SamBerman- Senior Editor
Concerts have always been a fun pastime for people of all ages. They allow the listener to experience an artist’s energy and enthusiasm, something they wouldn’t be able to hear prerecorded. Personally, if I am going to a concert, it is going to be of an artist that I listen to often and actually enjoy listening to. However, for many teenagers nowadays, this is not their reality. In teenage culture, concerts have turned into more of a forty dollar lawn party than a place for people to see their favorite musical artists live.
For whatever reason it may be, teenagers almost always seem to have ulterior motives for attending concerts. Going to a performance has become more of a social event, and often times attendees don’t really know much about the performer they are paying to see. This can be annoying to the true fans of the artist. Being surrounded by people who are only there to be with friends and do who knows what else is distracting to someone trying to enjoy the music. While concerts are expected to be a social event, the main focus should stay on the music itself, which is usually overlooked by bandwagon fans. However, these people did pay to attend the concert, and have the freedom to do what they want there.

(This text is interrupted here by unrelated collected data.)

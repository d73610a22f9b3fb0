// Property-based tests for the slot availability calculator:
// slots stay inside working hours, stay on the interval grid, and never
// collide with lunch, bookings or the past.

use chrono::{NaiveDate, NaiveDateTime, NaiveTime, Timelike};
use proptest::prelude::*;
use uuid::Uuid;

use clinicore::scheduling::models::{Booking, WorkingHours};
use clinicore::scheduling::SlotCalculator;

fn hours(
    start: (u32, u32),
    end: (u32, u32),
    lunch: Option<((u32, u32), (u32, u32))>,
    interval: i32,
) -> WorkingHours {
    WorkingHours {
        id: Uuid::new_v4(),
        clinic_id: Uuid::new_v4(),
        professional_id: None,
        day_of_week: 1,
        start_time: NaiveTime::from_hms_opt(start.0, start.1, 0).unwrap(),
        end_time: NaiveTime::from_hms_opt(end.0, end.1, 0).unwrap(),
        lunch_start: lunch.map(|(s, _)| NaiveTime::from_hms_opt(s.0, s.1, 0).unwrap()),
        lunch_end: lunch.map(|(_, e)| NaiveTime::from_hms_opt(e.0, e.1, 0).unwrap()),
        slot_interval_minutes: interval,
        active: true,
    }
}

fn day() -> NaiveDate {
    NaiveDate::from_ymd_opt(2025, 11, 3).unwrap()
}

fn other_day_now() -> NaiveDateTime {
    NaiveDate::from_ymd_opt(2025, 1, 1)
        .unwrap()
        .and_hms_opt(0, 0, 0)
        .unwrap()
}

fn minutes(time: NaiveTime) -> u32 {
    time.num_seconds_from_midnight() / 60
}

/// Slots never start before working hours or at/after the end
#[test]
fn test_slots_bounded_by_working_hours() {
    let config = hours((8, 0), (18, 0), None, 30);
    let slots = SlotCalculator::available_slots(&config, &[], day(), other_day_now());

    assert!(!slots.is_empty());
    for slot in &slots {
        assert!(*slot >= config.start_time, "slot {} before start", slot);
        assert!(*slot < config.end_time, "slot {} not before end", slot);
    }
}

/// Every interval-aligned slot covered by a booking is absent
#[test]
fn test_booked_spans_absent_from_result() {
    let config = hours((8, 0), (18, 0), None, 30);
    let bookings = vec![
        Booking {
            starts_at: day().and_hms_opt(9, 0, 0).unwrap(),
            duration_minutes: Some(90),
        },
        Booking {
            starts_at: day().and_hms_opt(15, 30, 0).unwrap(),
            duration_minutes: None,
        },
    ];

    let slots = SlotCalculator::available_slots(&config, &bookings, day(), other_day_now());

    for blocked in ["09:00", "09:30", "10:00", "15:30"] {
        let time = NaiveTime::parse_from_str(blocked, "%H:%M").unwrap();
        assert!(!slots.contains(&time), "booked slot {} returned", blocked);
    }

    // neighbours survive
    assert!(slots.contains(&NaiveTime::from_hms_opt(8, 30, 0).unwrap()));
    assert!(slots.contains(&NaiveTime::from_hms_opt(10, 30, 0).unwrap()));
    assert!(slots.contains(&NaiveTime::from_hms_opt(16, 0, 0).unwrap()));
}

/// With now = 14:05 on the requested day and a 30-minute grid, nothing at
/// or before 14:00 comes back
#[test]
fn test_current_day_cuts_past_slots() {
    let config = hours((8, 0), (18, 0), None, 30);
    let now = day().and_hms_opt(14, 5, 0).unwrap();

    let slots = SlotCalculator::available_slots(&config, &[], day(), now);

    let cutoff = NaiveTime::from_hms_opt(14, 0, 0).unwrap();
    assert!(slots.iter().all(|s| *s > cutoff));
    assert_eq!(slots.first(), Some(&NaiveTime::from_hms_opt(14, 30, 0).unwrap()));
}

/// Lunch excludes its slots without shifting the rest of the grid
#[test]
fn test_lunch_break_excluded() {
    let config = hours((8, 0), (17, 0), Some(((12, 0), (13, 30))), 30);
    let slots = SlotCalculator::available_slots(&config, &[], day(), other_day_now());

    for lunch_slot in ["12:00", "12:30", "13:00"] {
        let time = NaiveTime::parse_from_str(lunch_slot, "%H:%M").unwrap();
        assert!(!slots.contains(&time), "lunch slot {} returned", lunch_slot);
    }
    assert!(slots.contains(&NaiveTime::from_hms_opt(11, 30, 0).unwrap()));
    assert!(slots.contains(&NaiveTime::from_hms_opt(13, 30, 0).unwrap()));
}

/// A fully booked day yields nothing
#[test]
fn test_fully_booked_day_is_empty() {
    let config = hours((9, 0), (11, 0), None, 30);
    let bookings = vec![Booking {
        starts_at: day().and_hms_opt(9, 0, 0).unwrap(),
        duration_minutes: Some(120),
    }];

    let slots = SlotCalculator::available_slots(&config, &bookings, day(), other_day_now());
    assert!(slots.is_empty());
}

proptest! {
    /// Property: every slot is inside [start, end) and on the interval grid
    #[test]
    fn prop_slots_within_hours_and_aligned(
        start_hour in 6u32..10u32,
        span_hours in 1u32..10u32,
        interval in prop::sample::select(vec![10i32, 15, 20, 30, 60]),
    ) {
        let end_hour = (start_hour + span_hours).min(23);
        let config = hours((start_hour, 0), (end_hour, 0), None, interval);

        let slots = SlotCalculator::available_slots(&config, &[], day(), other_day_now());

        let start_min = start_hour * 60;
        for slot in &slots {
            let slot_min = minutes(*slot);
            prop_assert!(slot_min >= start_min);
            prop_assert!(slot_min < end_hour * 60);
            prop_assert_eq!((slot_min - start_min) % interval as u32, 0);
        }
    }

    /// Property: the result is strictly ascending
    #[test]
    fn prop_slots_strictly_ascending(
        interval in prop::sample::select(vec![15i32, 30, 45, 60]),
    ) {
        let config = hours((8, 0), (18, 0), Some(((12, 0), (13, 0))), interval);
        let slots = SlotCalculator::available_slots(&config, &[], day(), other_day_now());

        for pair in slots.windows(2) {
            prop_assert!(pair[0] < pair[1]);
        }
    }

    /// Property: a grid-aligned booking removes exactly its covered slots
    #[test]
    fn prop_booking_removes_covered_slots(
        booked_slot in 0u32..16u32,
        duration_slots in 1u32..4u32,
    ) {
        let interval = 30u32;
        let config = hours((8, 0), (16, 0), None, interval as i32);

        let start_min = 8 * 60 + booked_slot * interval;
        let booking = Booking {
            starts_at: day()
                .and_hms_opt(start_min / 60, start_min % 60, 0)
                .unwrap(),
            duration_minutes: Some((duration_slots * interval) as i32),
        };

        let free = SlotCalculator::available_slots(&config, &[], day(), other_day_now());
        let slots =
            SlotCalculator::available_slots(&config, &[booking], day(), other_day_now());

        for k in 0..duration_slots {
            let blocked = start_min + k * interval;
            if blocked < 16 * 60 {
                prop_assert!(!slots.iter().any(|s| minutes(*s) == blocked));
            }
        }

        // exactly the covered slots disappeared
        let expected_removed = (0..duration_slots)
            .map(|k| start_min + k * interval)
            .filter(|m| *m < 16 * 60)
            .count();
        prop_assert_eq!(slots.len(), free.len() - expected_removed);
    }
}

While it’s frustrating to true fans, people who don’t really know the music as well have a right to be there. These audience members bought their tickets to see the show and are allowed to behave however they’d like when they’re there. While this is true, these fans should remain respectful to those simply trying to enjoy the show. Both types of audience members have an equal right to be there, but they should understand their place.
Concerts can become harmonious once again as soon as attendees learn their place. As long as those there for reasons other than just watching the show keep their business away from those trying to enjoy the show, everyone can be happy and enjoy their experience.